TASK INPUTS =>
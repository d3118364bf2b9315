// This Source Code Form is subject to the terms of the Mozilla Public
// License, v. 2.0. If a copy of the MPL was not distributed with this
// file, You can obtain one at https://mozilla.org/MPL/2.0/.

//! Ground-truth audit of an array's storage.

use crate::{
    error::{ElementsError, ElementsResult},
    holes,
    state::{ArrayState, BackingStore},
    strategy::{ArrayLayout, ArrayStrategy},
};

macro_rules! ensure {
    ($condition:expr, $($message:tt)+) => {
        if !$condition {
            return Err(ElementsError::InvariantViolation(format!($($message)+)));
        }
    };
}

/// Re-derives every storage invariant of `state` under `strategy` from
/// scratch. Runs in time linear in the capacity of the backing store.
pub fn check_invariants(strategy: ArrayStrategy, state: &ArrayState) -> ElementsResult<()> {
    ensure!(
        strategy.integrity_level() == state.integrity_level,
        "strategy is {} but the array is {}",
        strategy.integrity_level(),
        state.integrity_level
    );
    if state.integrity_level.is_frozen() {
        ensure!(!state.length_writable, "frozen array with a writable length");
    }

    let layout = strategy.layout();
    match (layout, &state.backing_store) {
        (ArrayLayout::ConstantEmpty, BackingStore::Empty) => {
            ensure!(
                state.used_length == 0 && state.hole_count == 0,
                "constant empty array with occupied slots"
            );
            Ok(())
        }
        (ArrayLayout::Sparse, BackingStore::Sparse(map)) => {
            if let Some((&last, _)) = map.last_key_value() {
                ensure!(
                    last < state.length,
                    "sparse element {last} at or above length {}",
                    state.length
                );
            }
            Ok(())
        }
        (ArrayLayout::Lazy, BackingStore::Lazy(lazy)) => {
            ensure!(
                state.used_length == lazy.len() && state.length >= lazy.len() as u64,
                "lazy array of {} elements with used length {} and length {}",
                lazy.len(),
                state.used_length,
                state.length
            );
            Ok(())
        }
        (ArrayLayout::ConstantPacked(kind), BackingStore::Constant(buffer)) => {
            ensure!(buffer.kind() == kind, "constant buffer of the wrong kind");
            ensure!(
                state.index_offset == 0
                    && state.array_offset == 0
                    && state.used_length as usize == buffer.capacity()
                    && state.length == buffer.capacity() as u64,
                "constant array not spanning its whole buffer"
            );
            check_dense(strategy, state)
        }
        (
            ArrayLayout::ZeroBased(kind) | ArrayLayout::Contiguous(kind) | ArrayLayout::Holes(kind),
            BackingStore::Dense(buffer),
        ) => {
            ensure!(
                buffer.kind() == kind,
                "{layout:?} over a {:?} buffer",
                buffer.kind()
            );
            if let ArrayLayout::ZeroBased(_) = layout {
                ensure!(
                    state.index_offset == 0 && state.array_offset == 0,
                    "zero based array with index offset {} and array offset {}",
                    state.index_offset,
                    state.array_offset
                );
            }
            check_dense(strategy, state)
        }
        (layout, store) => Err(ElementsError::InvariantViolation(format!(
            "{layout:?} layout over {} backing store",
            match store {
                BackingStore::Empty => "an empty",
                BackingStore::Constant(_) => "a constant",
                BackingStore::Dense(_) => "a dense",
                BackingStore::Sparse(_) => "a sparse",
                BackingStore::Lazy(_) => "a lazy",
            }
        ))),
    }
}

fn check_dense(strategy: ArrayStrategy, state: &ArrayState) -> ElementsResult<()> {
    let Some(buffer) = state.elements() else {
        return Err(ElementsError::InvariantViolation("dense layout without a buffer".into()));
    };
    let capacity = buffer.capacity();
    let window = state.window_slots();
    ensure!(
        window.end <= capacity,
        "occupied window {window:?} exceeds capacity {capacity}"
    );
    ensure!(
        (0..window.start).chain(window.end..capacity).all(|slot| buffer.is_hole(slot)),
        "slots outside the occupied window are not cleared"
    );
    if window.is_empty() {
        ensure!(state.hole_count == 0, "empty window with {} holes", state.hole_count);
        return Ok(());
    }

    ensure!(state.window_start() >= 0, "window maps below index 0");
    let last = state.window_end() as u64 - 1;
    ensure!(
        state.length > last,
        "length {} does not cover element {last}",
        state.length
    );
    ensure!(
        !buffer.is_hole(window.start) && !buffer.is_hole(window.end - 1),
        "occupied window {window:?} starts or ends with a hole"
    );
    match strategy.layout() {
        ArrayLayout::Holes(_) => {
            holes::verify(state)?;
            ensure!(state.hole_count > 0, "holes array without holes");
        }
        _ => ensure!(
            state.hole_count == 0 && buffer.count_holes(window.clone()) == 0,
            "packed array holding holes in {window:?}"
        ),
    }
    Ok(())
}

THE TASK =>
Whenever a line above includes the string "return", copy it.

ANSWER TO THIS TASK =>
            return Err(ElementsError::InvariantViolation(format!($($message)+)));
        return Err(ElementsError::InvariantViolation("dense layout without a buffer".into()));
        return Ok(());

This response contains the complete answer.